Renovatio 21 si è occupata varie volte della teppa di orche debosciate che incrocia presso Gibilterra, che ha scatenato qualcosa come un attacco al giorno, con la teppa cetacea a minacciare anche le spiagge spagnuole.
Tuttavia gli esempi del comportamento inaccettabile da parte di questi animali – che mascherano la loro malvagità impadronendosi dei colori del panda, simbolo delle specie protette – non accennano a fermarsi: solo la settimana scorsa a Mossel Bay, in Sud Africa, un’orca assassina ha sbranato dinanzi ad un pubblico umano uno squalo bianco, che è invece davvero una specie protetta dal CITES. La creatura, dopo aver assassinato il pescecane, ne avrebbe consumato pubblicamente il fegato.

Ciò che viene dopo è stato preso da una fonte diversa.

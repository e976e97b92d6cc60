//! In-memory repository backend.

use crate::models::{
    ListFilter, MemoryId, MemoryStatus, MemoryUnit, Page, TenantId, decode_cursor, encode_cursor,
};
use crate::storage::traits::{RepositoryBackend, UpdateFields};
use crate::{Error, Result};
use std::collections::HashMap;
use std::sync::RwLock;

/// In-memory repository backend.
///
/// Units are held in a per-tenant map behind an `RwLock`. Data is not
/// persisted between runs.
#[derive(Debug, Default)]
pub struct InMemoryRepository {
    tenants: RwLock<HashMap<TenantId, HashMap<MemoryId, MemoryUnit>>>,
}

impl InMemoryRepository {
    /// Creates a new empty repository.
    #[must_use]
    pub fn new() -> Self {
        Self::default()
    }

    fn lock_err(operation: &str) -> Error {
        Error::OperationFailed {
            operation: operation.to_string(),
            cause: "Lock poisoned".to_string(),
        }
    }
}

impl RepositoryBackend for InMemoryRepository {
    fn put(&self, unit: &MemoryUnit) -> Result<()> {
        let mut tenants = self
            .tenants
            .write()
            .map_err(|_| Self::lock_err("repository_put"))?;
        let partition = tenants.entry(unit.tenant_id.clone()).or_default();
        let mut stored = unit.clone();
        if let Some(previous) = partition.get(&unit.id) {
            stored.version = previous.version + 1;
        } else {
            stored.version = stored.version.max(1);
        }
        partition.insert(stored.id.clone(), stored);
        Ok(())
    }

    fn get(&self, tenant: &TenantId, id: &MemoryId) -> Result<MemoryUnit> {
        let tenants = self
            .tenants
            .read()
            .map_err(|_| Self::lock_err("repository_get"))?;
        tenants
            .get(tenant)
            .and_then(|partition| partition.get(id))
            .cloned()
            .ok_or_else(|| Error::NotFound(id.as_str().to_string()))
    }

    fn list(
        &self,
        tenant: &TenantId,
        filter: &ListFilter,
        cursor: Option<&str>,
        limit: usize,
    ) -> Result<Page> {
        if limit == 0 {
            return Err(Error::InvalidArgument(
                "list limit must be at least 1".to_string(),
            ));
        }
        let resume_after = cursor.map(decode_cursor).transpose()?;

        let tenants = self
            .tenants
            .read()
            .map_err(|_| Self::lock_err("repository_list"))?;
        let mut matching: Vec<MemoryUnit> = tenants
            .get(tenant)
            .map(|partition| {
                partition
                    .values()
                    .filter(|u| filter.matches(u))
                    .cloned()
                    .collect()
            })
            .unwrap_or_default();

        // Newest first; id tiebreak keeps pagination stable across runs.
        matching.sort_by(|a, b| {
            b.created_at
                .cmp(&a.created_at)
                .then_with(|| a.id.cmp(&b.id))
        });

        if let Some((created_at, ref id)) = resume_after {
            matching.retain(|u| {
                u.created_at < created_at || (u.created_at == created_at && u.id > *id)
            });
        }

        let next_cursor = if matching.len() > limit {
            matching
                .get(limit - 1)
                .map(|last| encode_cursor(last.created_at, &last.id))
        } else {
            None
        };
        matching.truncate(limit);

        Ok(Page {
            units: matching,
            next_cursor,
        })
    }

    fn update_fields(
        &self,
        tenant: &TenantId,
        id: &MemoryId,
        patch: &UpdateFields,
        expected_version: Option<u64>,
    ) -> Result<MemoryUnit> {
        let mut tenants = self
            .tenants
            .write()
            .map_err(|_| Self::lock_err("repository_update"))?;
        let unit = tenants
            .get_mut(tenant)
            .and_then(|partition| partition.get_mut(id))
            .ok_or_else(|| Error::NotFound(id.as_str().to_string()))?;

        if let Some(expected) = expected_version
            && expected != unit.version
        {
            return Err(Error::Conflict {
                expected,
                actual: unit.version,
            });
        }

        if let Some(ref summary) = patch.content_summary {
            unit.content_summary.clone_from(summary);
        }
        if let Some(salience) = patch.salience {
            unit.salience = salience.clamp(0.0, 1.0);
        }
        if let Some(ts) = patch.last_accessed_at {
            unit.last_accessed_at = ts;
        }
        if let Some((status, at)) = patch.status {
            unit.mark(status, at);
        }
        if let Some(ref tags) = patch.tags {
            unit.tags.clone_from(tags);
        }
        unit.version += 1;
        Ok(unit.clone())
    }

    fn soft_delete(&self, tenant: &TenantId, id: &MemoryId, now: u64) -> Result<MemoryUnit> {
        self.update_fields(
            tenant,
            id,
            &UpdateFields::new().with_status(MemoryStatus::Deleted, now),
            None,
        )
    }

    fn purge_expired(
        &self,
        tenant: &TenantId,
        now: u64,
        retention_secs: u64,
    ) -> Result<Vec<MemoryId>> {
        let mut tenants = self
            .tenants
            .write()
            .map_err(|_| Self::lock_err("repository_purge"))?;
        let Some(partition) = tenants.get_mut(tenant) else {
            return Ok(Vec::new());
        };
        let purged: Vec<MemoryId> = partition
            .values()
            .filter(|u| {
                u.status.is_terminal() && now.saturating_sub(u.status_changed_at) > retention_secs
            })
            .map(|u| u.id.clone())
            .collect();
        for id in &purged {
            partition.remove(id);
        }
        Ok(purged)
    }

    fn scan(&self, tenant: &TenantId) -> Result<Vec<MemoryUnit>> {
        let tenants = self
            .tenants
            .read()
            .map_err(|_| Self::lock_err("repository_scan"))?;
        let mut units: Vec<MemoryUnit> = tenants
            .get(tenant)
            .map(|partition| partition.values().cloned().collect())
            .unwrap_or_default();
        units.sort_by(|a, b| a.id.cmp(&b.id));
        Ok(units)
    }

    fn count_active(&self, tenant: &TenantId) -> Result<usize> {
        let tenants = self
            .tenants
            .read()
            .map_err(|_| Self::lock_err("repository_count"))?;
        Ok(tenants
            .get(tenant)
            .map(|partition| partition.values().filter(|u| u.is_active()).count())
            .unwrap_or(0))
    }

    fn tenants(&self) -> Result<Vec<TenantId>> {
        let tenants = self
            .tenants
            .read()
            .map_err(|_| Self::lock_err("repository_tenants"))?;
        let mut ids: Vec<TenantId> = tenants
            .iter()
            .filter(|(_, partition)| !partition.is_empty())
            .map(|(tenant, _)| tenant.clone())
            .collect();
        ids.sort();
        Ok(ids)
    }
}
//! Consolidation pass types.

use serde::{Deserialize, Serialize};
use std::fmt;

/// Policy for choosing the surviving unit of a near-duplicate merge.
#[derive(Debug, Clone, Copy, PartialEq, Eq, Default, Serialize, Deserialize)]
#[serde(rename_all = "kebab-case")]
pub enum SurvivorPolicy {
    /// Higher salience wins; lexicographic id breaks exact ties.
    #[default]
    Salience,
    /// Higher salience wins; salience ties go to the more recent unit.
    SalienceThenRecency,
}

impl SurvivorPolicy {
    /// Returns the policy as a string slice.
    #[must_use]
    pub const fn as_str(&self) -> &'static str {
        match self {
            Self::Salience => "salience",
            Self::SalienceThenRecency => "salience-then-recency",
        }
    }

    /// Parses a policy from a string.
    #[must_use]
    pub fn parse(s: &str) -> Option<Self> {
        match s.to_lowercase().as_str() {
            "salience" => Some(Self::Salience),
            "salience-then-recency" | "salience_then_recency" => Some(Self::SalienceThenRecency),
            _ => None,
        }
    }
}

impl fmt::Display for SurvivorPolicy {
    fn fmt(&self, f: &mut fmt::Formatter<'_>) -> fmt::Result {
        write!(f, "{}", self.as_str())
    }
}

/// Statistics from a single tenant consolidation pass.
#[derive(Debug, Clone, Default, PartialEq, Eq)]
pub struct PassStats {
    /// Number of active units examined.
    pub processed: usize,
    /// Number of units whose salience was decayed.
    pub decayed: usize,
    /// Number of units absorbed into a near-duplicate survivor.
    pub merged: usize,
    /// Number of units evicted for low salience.
    pub evicted: usize,
    /// Number of terminal units purged past the audit retention window.
    pub purged: usize,
}

impl PassStats {
    /// Returns true if the pass touched nothing.
    #[must_use]
    pub const fn is_empty(&self) -> bool {
        self.decayed == 0 && self.merged == 0 && self.evicted == 0 && self.purged == 0
    }

    /// Returns a human-readable summary.
    #[must_use]
    pub fn summary(&self) -> String {
        if self.is_empty() {
            format!("Processed: {}, no changes", self.processed)
        } else {
            format!(
                "Processed: {}, Decayed: {}, Merged: {}, Evicted: {}, Purged: {}",
                self.processed, self.decayed, self.merged, self.evicted, self.purged
            )
        }
    }
}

Da tempo oramai Renovatio 21 chiede un la creazione di un movimento internazionale per sistemare il comportamento dei cetacei, chiaramente divenuto sconcio, indecente, immorale, scurrile, impudico, dissoluto, licenzioso, depravato, lascivo, volgare, sporco, laido, scostumato, svergognato, lubrico, scandaloso, turpe, disonesto e pericoloso.
Rilanciamo in nostro appello: quosque tandem… Fino a quando gli oceani, e l’umanità, dovranno sopportare lo scandalo di queste bestie prive di pudore?
Quanto ancora dovremmo tollerare i soprusi delle orche assassine, e bastarde, e infami, e maledette, e stronze?